[Assigned task] Lines with the string "EntryKey" must each be copied from the listing.

[Source data]
★ ★ ★ ★ ★

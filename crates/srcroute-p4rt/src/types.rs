//! Table entries, actions and read queries of the source-routing pipeline.
//!
//! The pipeline has a single forwarding table, `ipv4_lpm`, keyed on the
//! destination address. Its default action is `drop`; every other entry
//! invokes one of eight `append_N_tags` actions that push `N` source-routing
//! tags onto the packet. Each action takes one argument, `route_data`, whose
//! width is fixed by `N`.

use crate::error::{TransportError, TransportResult};
use srcroute_types::Ipv4Prefix;
use std::fmt;
use std::path::PathBuf;

/// Name of the forwarding table.
pub const IPV4_LPM_TABLE: &str = "ipv4_lpm";

/// Name of the direct counter attached to the forwarding table.
pub const IPV4_LPM_COUNTER: &str = "ipv4_lpm_counter";

/// Name of the default action of the forwarding table.
pub const DROP_ACTION: &str = "drop";

/// Fewest hops an `append_N_tags` action can carry.
pub const MIN_HOPS: usize = 2;

/// Most hops an `append_N_tags` action can carry.
pub const MAX_HOPS: usize = 9;

/// Width of one hop lane inside `route_data`.
pub const LANE_BITS: u32 = 16;

/// The closed set of tag-pushing actions, one per hop count.
///
/// Selection is by `hop_count - 2` into [`AppendTags::ALL`].
#[derive(Debug, Clone, Copy, PartialEq, Eq, Hash, PartialOrd, Ord)]
pub enum AppendTags {
    Append2,
    Append3,
    Append4,
    Append5,
    Append6,
    Append7,
    Append8,
    Append9,
}

impl AppendTags {
    pub const ALL: [AppendTags; 8] = [
        AppendTags::Append2,
        AppendTags::Append3,
        AppendTags::Append4,
        AppendTags::Append5,
        AppendTags::Append6,
        AppendTags::Append7,
        AppendTags::Append8,
        AppendTags::Append9,
    ];

    /// Returns the action for `hops` tags, or `None` outside `2..=9`.
    pub fn for_hop_count(hops: usize) -> Option<Self> {
        hops.checked_sub(MIN_HOPS)
            .and_then(|index| Self::ALL.get(index))
            .copied()
    }

    pub const fn hop_count(self) -> usize {
        match self {
            AppendTags::Append2 => 2,
            AppendTags::Append3 => 3,
            AppendTags::Append4 => 4,
            AppendTags::Append5 => 5,
            AppendTags::Append6 => 6,
            AppendTags::Append7 => 7,
            AppendTags::Append8 => 8,
            AppendTags::Append9 => 9,
        }
    }

    /// Width in bits of the `route_data` argument.
    pub const fn bitwidth(self) -> u32 {
        LANE_BITS * self.hop_count() as u32
    }

    /// Width in bytes of the `route_data` argument.
    pub const fn byte_width(self) -> usize {
        self.bitwidth() as usize / 8
    }

    /// The action name as it appears in the pipeline description.
    pub const fn name(self) -> &'static str {
        match self {
            AppendTags::Append2 => "append_2_tags",
            AppendTags::Append3 => "append_3_tags",
            AppendTags::Append4 => "append_4_tags",
            AppendTags::Append5 => "append_5_tags",
            AppendTags::Append6 => "append_6_tags",
            AppendTags::Append7 => "append_7_tags",
            AppendTags::Append8 => "append_8_tags",
            AppendTags::Append9 => "append_9_tags",
        }
    }

    pub fn from_name(name: &str) -> Option<Self> {
        Self::ALL.into_iter().find(|action| action.name() == name)
    }
}

impl fmt::Display for AppendTags {
    fn fmt(&self, f: &mut fmt::Formatter<'_>) -> fmt::Result {
        f.write_str(self.name())
    }
}

/// Action bound to a forwarding-table entry.
#[derive(Debug, Clone, PartialEq, Eq, Hash)]
pub enum TableAction {
    /// Discard the packet.
    Drop,
    /// Push the tag stack described by `route_data`.
    ///
    /// `route_data` is the big-endian byte string of the encoded route and is
    /// exactly [`AppendTags::byte_width`] bytes long.
    AppendTags {
        action: AppendTags,
        route_data: Vec<u8>,
    },
}

impl TableAction {
    pub fn name(&self) -> &'static str {
        match self {
            TableAction::Drop => DROP_ACTION,
            TableAction::AppendTags { action, .. } => action.name(),
        }
    }
}

impl fmt::Display for TableAction {
    fn fmt(&self, f: &mut fmt::Formatter<'_>) -> fmt::Result {
        match self {
            TableAction::Drop => f.write_str(DROP_ACTION),
            TableAction::AppendTags { action, route_data } => {
                write!(f, "{}(route_data=0x", action)?;
                for byte in route_data {
                    write!(f, "{:02x}", byte)?;
                }
                f.write_str(")")
            }
        }
    }
}

/// Identity of an entry inside a table: the table name plus its match key.
///
/// The default entry of a table has no match key.
#[derive(Debug, Clone, PartialEq, Eq, Hash, PartialOrd, Ord)]
pub struct EntryKey {
    pub table: String,
    pub match_key: Option<Ipv4Prefix>,
}

/// A match-action record of the forwarding table.
#[derive(Debug, Clone, PartialEq, Eq, Hash)]
pub struct TableEntry {
    pub table: String,
    /// LPM match on the destination address; `None` for the default entry.
    pub match_key: Option<Ipv4Prefix>,
    pub action: TableAction,
    pub is_default: bool,
}

impl TableEntry {
    /// The catch-all entry that drops unmatched traffic.
    pub fn default_drop() -> Self {
        Self {
            table: IPV4_LPM_TABLE.to_string(),
            match_key: None,
            action: TableAction::Drop,
            is_default: true,
        }
    }

    /// A forwarding entry pushing `route_data` for packets towards `destination`.
    pub fn forward(destination: Ipv4Prefix, action: AppendTags, route_data: Vec<u8>) -> Self {
        Self {
            table: IPV4_LPM_TABLE.to_string(),
            match_key: Some(destination),
            action: TableAction::AppendTags { action, route_data },
            is_default: false,
        }
    }

    pub fn key(&self) -> EntryKey {
        EntryKey {
            table: self.table.clone(),
            match_key: self.match_key,
        }
    }

    /// Checks the structural rules a switch would enforce.
    ///
    /// # Errors
    ///
    /// Returns [`TransportError::InvalidEntry`] when a default entry carries
    /// a match key, a non-default entry lacks one, or `route_data` does not
    /// have the width its action expects.
    pub fn validate(&self) -> TransportResult<()> {
        match (self.is_default, self.match_key) {
            (true, Some(key)) => {
                return Err(TransportError::invalid_entry(format!(
                    "default entry of {} must not match on {}",
                    self.table, key
                )))
            }
            (false, None) => {
                return Err(TransportError::invalid_entry(format!(
                    "entry of {} is missing its match key",
                    self.table
                )))
            }
            _ => {}
        }

        if let TableAction::AppendTags { action, route_data } = &self.action {
            if route_data.len() != action.byte_width() {
                return Err(TransportError::invalid_entry(format!(
                    "{} expects {} bits of route_data, got {}",
                    action,
                    action.bitwidth(),
                    route_data.len() * 8
                )));
            }
        }

        Ok(())
    }
}

impl fmt::Display for TableEntry {
    fn fmt(&self, f: &mut fmt::Formatter<'_>) -> fmt::Result {
        match self.match_key {
            Some(key) => write!(f, "{} dstAddr={} -> {}", self.table, key, self.action),
            None => write!(f, "{} <default> -> {}", self.table, self.action),
        }
    }
}

/// Hit counter of one forwarding-table entry.
#[derive(Debug, Clone, PartialEq, Eq, Hash)]
pub struct CounterRecord {
    pub counter: String,
    /// Match key of the entry the counter belongs to; `None` for the default entry.
    pub match_key: Option<Ipv4Prefix>,
    pub packet_count: u64,
    pub byte_count: u64,
}

/// A read request scoped to one table or counter.
#[derive(Debug, Clone, PartialEq, Eq, Hash)]
pub enum ReadQuery {
    TableEntries { table: String },
    DirectCounters { counter: String },
}

impl ReadQuery {
    pub fn ipv4_lpm_entries() -> Self {
        ReadQuery::TableEntries {
            table: IPV4_LPM_TABLE.to_string(),
        }
    }

    pub fn ipv4_lpm_counters() -> Self {
        ReadQuery::DirectCounters {
            counter: IPV4_LPM_COUNTER.to_string(),
        }
    }
}

/// One result of a read request.
#[derive(Debug, Clone, PartialEq, Eq, Hash)]
pub enum ReadItem {
    Entry(TableEntry),
    Counter(CounterRecord),
}

/// Pipeline artefacts and device identity pushed when connecting to a switch.
#[derive(Debug, Clone, PartialEq, Eq)]
pub struct PipelineOptions {
    /// Pipeline description (p4info text file).
    pub p4info: Option<PathBuf>,
    /// Target-specific device configuration (compiled pipeline JSON).
    pub p4blob: Option<PathBuf>,
    pub device_id: u64,
}

impl Default for PipelineOptions {
    fn default() -> Self {
        Self {
            p4info: None,
            p4blob: None,
            device_id: 1,
        }
    }
}

#[cfg(test)]
mod tests {
    use super::*;
    use pretty_assertions::assert_eq;
    use srcroute_types::Ipv4Address;

    #[test]
    fn test_append_tags_selection_by_hop_count() {
        assert_eq!(AppendTags::for_hop_count(0), None);
        assert_eq!(AppendTags::for_hop_count(1), None);
        assert_eq!(AppendTags::for_hop_count(2), Some(AppendTags::Append2));
        assert_eq!(AppendTags::for_hop_count(9), Some(AppendTags::Append9));
        assert_eq!(AppendTags::for_hop_count(10), None);

        for hops in MIN_HOPS..=MAX_HOPS {
            let action = AppendTags::for_hop_count(hops).unwrap();
            assert_eq!(action.hop_count(), hops);
            assert_eq!(action.bitwidth() as usize, 16 * hops);
            assert_eq!(action.name(), format!("append_{}_tags", hops));
            assert_eq!(AppendTags::from_name(action.name()), Some(action));
        }
    }

    #[test]
    fn test_default_drop_entry() {
        let entry = TableEntry::default_drop();
        assert!(entry.is_default);
        assert_eq!(entry.action.name(), "drop");
        assert!(entry.validate().is_ok());
        assert_eq!(entry.to_string(), "ipv4_lpm <default> -> drop");
    }

    #[test]
    fn test_forward_entry_display() {
        let dst = Ipv4Prefix::host(Ipv4Address::new(10, 0, 0, 2));
        let entry = TableEntry::forward(dst, AppendTags::Append2, vec![0x80, 0x02, 0x00, 0x01]);
        assert!(entry.validate().is_ok());
        assert_eq!(
            entry.to_string(),
            "ipv4_lpm dstAddr=10.0.0.2/32 -> append_2_tags(route_data=0x80020001)"
        );
    }

    #[test]
    fn test_validate_rejects_wrong_width() {
        let dst = Ipv4Prefix::host(Ipv4Address::new(10, 0, 0, 2));
        let entry = TableEntry::forward(dst, AppendTags::Append3, vec![0x80, 0x02, 0x00, 0x01]);
        assert!(matches!(
            entry.validate(),
            Err(TransportError::InvalidEntry { .. })
        ));
    }

    #[test]
    fn test_validate_rejects_default_with_key() {
        let mut entry = TableEntry::default_drop();
        entry.match_key = Some(Ipv4Prefix::host(Ipv4Address::new(10, 0, 0, 2)));
        assert!(entry.validate().is_err());
    }
}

★ ★ ★ ★ ★

[Answer for this exercise]
pub struct EntryKey {
    pub fn key(&self) -> EntryKey {
        EntryKey {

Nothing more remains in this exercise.